#### AIM OF THE EXERCISE:
Could you return every record below exactly as it is written?

#### Stored items:
/---

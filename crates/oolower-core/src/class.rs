use crate::entity::EntityId;
use cranelift_entity::entity_impl;
use serde::{Deserialize, Serialize};

#[derive(Clone, Copy, PartialEq, Eq, Hash, PartialOrd, Ord, Serialize, Deserialize)]
pub struct ClassId(u32);
entity_impl!(ClassId, "class");

/// A nominal class or interface type.
///
/// Supertypes keep declaration order. The first supertype that is not an interface is the
/// primary superclass whose vtable prefix the class shares.
#[derive(Debug, Clone, Serialize, Deserialize)]
pub struct ClassType {
    pub name: String,
    pub supertypes: Vec<ClassId>,
    pub subtypes: Vec<ClassId>,
    pub members: Vec<EntityId>,
}

impl ClassType {
    pub fn new(name: impl Into<String>) -> Self {
        Self {
            name: name.into(),
            supertypes: Vec::new(),
            subtypes: Vec::new(),
            members: Vec::new(),
        }
    }
}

\---

#### WRITTEN SOLUTION:
filename crates/oolower-core/src/class.rs
use crate::entity::EntityId;
use cranelift_entity::entity_impl;
use serde::{Deserialize, Serialize};

#[derive(Clone, Copy, PartialEq, Eq, Hash, PartialOrd, Ord, Serialize, Deserialize)]
pub struct ClassId(u32);
entity_impl!(ClassId, "class");

/// A nominal class or interface type.
///
/// Supertypes keep declaration order. The first supertype that is not an interface is the
/// primary superclass whose vtable prefix the class shares.
#[derive(Debug, Clone, Serialize, Deserialize)]
pub struct ClassType {
    pub name: String,
    pub supertypes: Vec<ClassId>,
    pub subtypes: Vec<ClassId>,
    pub members: Vec<EntityId>,
}

impl ClassType {
    pub fn new(name: impl Into<String>) -> Self {
        Self {
            name: name.into(),
            supertypes: Vec::new(),
            subtypes: Vec::new(),
            members: Vec::new(),
        }
    }
}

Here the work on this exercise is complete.